== Segment start ==
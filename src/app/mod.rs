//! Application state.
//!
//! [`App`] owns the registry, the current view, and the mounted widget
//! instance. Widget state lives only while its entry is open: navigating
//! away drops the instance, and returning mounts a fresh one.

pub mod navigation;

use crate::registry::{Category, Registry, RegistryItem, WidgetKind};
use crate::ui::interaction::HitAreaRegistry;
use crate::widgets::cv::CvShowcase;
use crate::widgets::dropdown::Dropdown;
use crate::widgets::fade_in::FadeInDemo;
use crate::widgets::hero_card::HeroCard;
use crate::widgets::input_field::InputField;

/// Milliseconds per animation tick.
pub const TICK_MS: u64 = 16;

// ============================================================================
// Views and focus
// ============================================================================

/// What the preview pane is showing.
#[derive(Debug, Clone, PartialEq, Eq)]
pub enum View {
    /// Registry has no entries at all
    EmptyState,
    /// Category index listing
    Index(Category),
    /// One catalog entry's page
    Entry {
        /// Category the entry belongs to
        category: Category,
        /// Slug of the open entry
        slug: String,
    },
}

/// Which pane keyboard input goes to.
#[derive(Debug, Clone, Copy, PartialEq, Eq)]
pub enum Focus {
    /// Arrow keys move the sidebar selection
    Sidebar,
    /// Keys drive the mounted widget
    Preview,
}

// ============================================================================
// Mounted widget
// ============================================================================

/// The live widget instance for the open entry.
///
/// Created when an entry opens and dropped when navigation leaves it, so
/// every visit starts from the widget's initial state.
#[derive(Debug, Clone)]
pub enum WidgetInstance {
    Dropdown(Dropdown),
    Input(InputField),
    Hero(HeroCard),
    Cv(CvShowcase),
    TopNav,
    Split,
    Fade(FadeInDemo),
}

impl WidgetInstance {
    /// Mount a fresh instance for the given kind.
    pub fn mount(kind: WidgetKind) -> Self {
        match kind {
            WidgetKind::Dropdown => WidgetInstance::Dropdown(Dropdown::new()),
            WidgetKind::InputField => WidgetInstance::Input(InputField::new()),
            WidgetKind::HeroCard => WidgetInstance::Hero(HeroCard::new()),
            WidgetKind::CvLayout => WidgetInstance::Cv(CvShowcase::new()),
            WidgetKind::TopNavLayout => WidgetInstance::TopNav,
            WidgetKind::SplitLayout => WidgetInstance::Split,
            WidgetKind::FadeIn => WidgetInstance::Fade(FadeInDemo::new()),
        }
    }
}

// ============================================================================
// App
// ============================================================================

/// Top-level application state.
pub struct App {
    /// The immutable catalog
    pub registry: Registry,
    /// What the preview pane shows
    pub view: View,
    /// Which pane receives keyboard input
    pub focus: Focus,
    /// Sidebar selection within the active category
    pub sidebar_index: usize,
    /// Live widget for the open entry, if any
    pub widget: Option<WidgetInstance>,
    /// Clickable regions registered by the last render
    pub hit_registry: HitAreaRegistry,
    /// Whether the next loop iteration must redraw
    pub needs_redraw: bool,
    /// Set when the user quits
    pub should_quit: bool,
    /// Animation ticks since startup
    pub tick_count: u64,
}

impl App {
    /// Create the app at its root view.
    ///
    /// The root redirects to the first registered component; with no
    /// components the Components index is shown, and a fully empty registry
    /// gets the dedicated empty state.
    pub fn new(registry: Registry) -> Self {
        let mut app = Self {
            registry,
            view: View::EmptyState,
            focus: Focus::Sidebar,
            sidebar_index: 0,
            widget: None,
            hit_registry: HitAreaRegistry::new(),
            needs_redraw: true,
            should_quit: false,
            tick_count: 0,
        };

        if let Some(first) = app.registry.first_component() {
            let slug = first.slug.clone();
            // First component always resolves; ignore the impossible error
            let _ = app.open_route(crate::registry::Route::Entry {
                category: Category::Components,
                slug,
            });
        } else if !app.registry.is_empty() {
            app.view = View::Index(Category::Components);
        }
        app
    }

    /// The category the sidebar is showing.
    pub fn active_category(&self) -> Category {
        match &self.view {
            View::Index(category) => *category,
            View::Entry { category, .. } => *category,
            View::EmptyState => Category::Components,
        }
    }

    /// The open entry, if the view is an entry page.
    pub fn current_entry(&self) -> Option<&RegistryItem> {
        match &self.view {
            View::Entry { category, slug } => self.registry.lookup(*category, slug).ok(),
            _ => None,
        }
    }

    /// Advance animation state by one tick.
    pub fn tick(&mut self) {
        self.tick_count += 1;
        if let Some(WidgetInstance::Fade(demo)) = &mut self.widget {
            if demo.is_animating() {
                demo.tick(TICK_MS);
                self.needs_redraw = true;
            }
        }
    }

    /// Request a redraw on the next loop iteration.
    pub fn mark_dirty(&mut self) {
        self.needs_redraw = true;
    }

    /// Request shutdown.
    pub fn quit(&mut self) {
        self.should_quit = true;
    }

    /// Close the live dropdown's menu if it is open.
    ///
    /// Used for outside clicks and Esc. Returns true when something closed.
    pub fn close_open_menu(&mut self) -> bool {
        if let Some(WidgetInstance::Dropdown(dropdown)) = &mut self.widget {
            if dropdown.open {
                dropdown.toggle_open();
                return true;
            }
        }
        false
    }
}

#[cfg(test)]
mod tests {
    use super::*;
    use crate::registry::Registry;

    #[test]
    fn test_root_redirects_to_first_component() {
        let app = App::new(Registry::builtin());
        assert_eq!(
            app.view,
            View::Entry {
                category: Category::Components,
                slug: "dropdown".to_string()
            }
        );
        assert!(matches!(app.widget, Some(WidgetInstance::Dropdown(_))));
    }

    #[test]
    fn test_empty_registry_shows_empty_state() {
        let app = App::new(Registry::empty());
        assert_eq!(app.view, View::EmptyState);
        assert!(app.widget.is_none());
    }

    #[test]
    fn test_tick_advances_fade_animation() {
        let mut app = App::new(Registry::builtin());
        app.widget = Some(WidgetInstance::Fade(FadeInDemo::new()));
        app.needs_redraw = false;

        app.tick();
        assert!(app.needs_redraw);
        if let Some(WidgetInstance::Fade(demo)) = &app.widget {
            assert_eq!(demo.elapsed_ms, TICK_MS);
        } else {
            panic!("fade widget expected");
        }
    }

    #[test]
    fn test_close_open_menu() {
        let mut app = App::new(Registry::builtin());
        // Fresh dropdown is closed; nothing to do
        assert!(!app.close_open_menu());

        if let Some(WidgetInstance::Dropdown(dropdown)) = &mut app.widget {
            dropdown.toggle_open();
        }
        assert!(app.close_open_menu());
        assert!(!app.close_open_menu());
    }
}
== Segment end ==
» **Try it**:
Faithfully copy every entry, leaving nothing out.

» **Expected output**:
filename src/app/mod.rs
//! Application state.
//!
//! [`App`] owns the registry, the current view, and the mounted widget
//! instance. Widget state lives only while its entry is open: navigating
//! away drops the instance, and returning mounts a fresh one.

pub mod navigation;

use crate::registry::{Category, Registry, RegistryItem, WidgetKind};
use crate::ui::interaction::HitAreaRegistry;
use crate::widgets::cv::CvShowcase;
use crate::widgets::dropdown::Dropdown;
use crate::widgets::fade_in::FadeInDemo;
use crate::widgets::hero_card::HeroCard;
use crate::widgets::input_field::InputField;

/// Milliseconds per animation tick.
pub const TICK_MS: u64 = 16;

// ============================================================================
// Views and focus
// ============================================================================

/// What the preview pane is showing.
#[derive(Debug, Clone, PartialEq, Eq)]
pub enum View {
    /// Registry has no entries at all
    EmptyState,
    /// Category index listing
    Index(Category),
    /// One catalog entry's page
    Entry {
        /// Category the entry belongs to
        category: Category,
        /// Slug of the open entry
        slug: String,
    },
}

/// Which pane keyboard input goes to.
#[derive(Debug, Clone, Copy, PartialEq, Eq)]
pub enum Focus {
    /// Arrow keys move the sidebar selection
    Sidebar,
    /// Keys drive the mounted widget
    Preview,
}

// ============================================================================
// Mounted widget
// ============================================================================

/// The live widget instance for the open entry.
///
/// Created when an entry opens and dropped when navigation leaves it, so
/// every visit starts from the widget's initial state.
#[derive(Debug, Clone)]
pub enum WidgetInstance {
    Dropdown(Dropdown),
    Input(InputField),
    Hero(HeroCard),
    Cv(CvShowcase),
    TopNav,
    Split,
    Fade(FadeInDemo),
}

impl WidgetInstance {
    /// Mount a fresh instance for the given kind.
    pub fn mount(kind: WidgetKind) -> Self {
        match kind {
            WidgetKind::Dropdown => WidgetInstance::Dropdown(Dropdown::new()),
            WidgetKind::InputField => WidgetInstance::Input(InputField::new()),
            WidgetKind::HeroCard => WidgetInstance::Hero(HeroCard::new()),
            WidgetKind::CvLayout => WidgetInstance::Cv(CvShowcase::new()),
            WidgetKind::TopNavLayout => WidgetInstance::TopNav,
            WidgetKind::SplitLayout => WidgetInstance::Split,
            WidgetKind::FadeIn => WidgetInstance::Fade(FadeInDemo::new()),
        }
    }
}

// ============================================================================
// App
// ============================================================================

/// Top-level application state.
pub struct App {
    /// The immutable catalog
    pub registry: Registry,
    /// What the preview pane shows
    pub view: View,
    /// Which pane receives keyboard input
    pub focus: Focus,
    /// Sidebar selection within the active category
    pub sidebar_index: usize,
    /// Live widget for the open entry, if any
    pub widget: Option<WidgetInstance>,
    /// Clickable regions registered by the last render
    pub hit_registry: HitAreaRegistry,
    /// Whether the next loop iteration must redraw
    pub needs_redraw: bool,
    /// Set when the user quits
    pub should_quit: bool,
    /// Animation ticks since startup
    pub tick_count: u64,
}

impl App {
    /// Create the app at its root view.
    ///
    /// The root redirects to the first registered component; with no
    /// components the Components index is shown, and a fully empty registry
    /// gets the dedicated empty state.
    pub fn new(registry: Registry) -> Self {
        let mut app = Self {
            registry,
            view: View::EmptyState,
            focus: Focus::Sidebar,
            sidebar_index: 0,
            widget: None,
            hit_registry: HitAreaRegistry::new(),
            needs_redraw: true,
            should_quit: false,
            tick_count: 0,
        };

        if let Some(first) = app.registry.first_component() {
            let slug = first.slug.clone();
            // First component always resolves; ignore the impossible error
            let _ = app.open_route(crate::registry::Route::Entry {
                category: Category::Components,
                slug,
            });
        } else if !app.registry.is_empty() {
            app.view = View::Index(Category::Components);
        }
        app
    }

    /// The category the sidebar is showing.
    pub fn active_category(&self) -> Category {
        match &self.view {
            View::Index(category) => *category,
            View::Entry { category, .. } => *category,
            View::EmptyState => Category::Components,
        }
    }

    /// The open entry, if the view is an entry page.
    pub fn current_entry(&self) -> Option<&RegistryItem> {
        match &self.view {
            View::Entry { category, slug } => self.registry.lookup(*category, slug).ok(),
            _ => None,
        }
    }

    /// Advance animation state by one tick.
    pub fn tick(&mut self) {
        self.tick_count += 1;
        if let Some(WidgetInstance::Fade(demo)) = &mut self.widget {
            if demo.is_animating() {
                demo.tick(TICK_MS);
                self.needs_redraw = true;
            }
        }
    }

    /// Request a redraw on the next loop iteration.
    pub fn mark_dirty(&mut self) {
        self.needs_redraw = true;
    }

    /// Request shutdown.
    pub fn quit(&mut self) {
        self.should_quit = true;
    }

    /// Close the live dropdown's menu if it is open.
    ///
    /// Used for outside clicks and Esc. Returns true when something closed.
    pub fn close_open_menu(&mut self) -> bool {
        if let Some(WidgetInstance::Dropdown(dropdown)) = &mut self.widget {
            if dropdown.open {
                dropdown.toggle_open();
                return true;
            }
        }
        false
    }
}

#[cfg(test)]
mod tests {
    use super::*;
    use crate::registry::Registry;

    #[test]
    fn test_root_redirects_to_first_component() {
        let app = App::new(Registry::builtin());
        assert_eq!(
            app.view,
            View::Entry {
                category: Category::Components,
                slug: "dropdown".to_string()
            }
        );
        assert!(matches!(app.widget, Some(WidgetInstance::Dropdown(_))));
    }

    #[test]
    fn test_empty_registry_shows_empty_state() {
        let app = App::new(Registry::empty());
        assert_eq!(app.view, View::EmptyState);
        assert!(app.widget.is_none());
    }

    #[test]
    fn test_tick_advances_fade_animation() {
        let mut app = App::new(Registry::builtin());
        app.widget = Some(WidgetInstance::Fade(FadeInDemo::new()));
        app.needs_redraw = false;

        app.tick();
        assert!(app.needs_redraw);
        if let Some(WidgetInstance::Fade(demo)) = &app.widget {
            assert_eq!(demo.elapsed_ms, TICK_MS);
        } else {
            panic!("fade widget expected");
        }
    }

    #[test]
    fn test_close_open_menu() {
        let mut app = App::new(Registry::builtin());
        // Fresh dropdown is closed; nothing to do
        assert!(!app.close_open_menu());

        if let Some(WidgetInstance::Dropdown(dropdown)) = &mut app.widget {
            dropdown.toggle_open();
        }
        assert!(app.close_open_menu());
        assert!(!app.close_open_menu());
    }
}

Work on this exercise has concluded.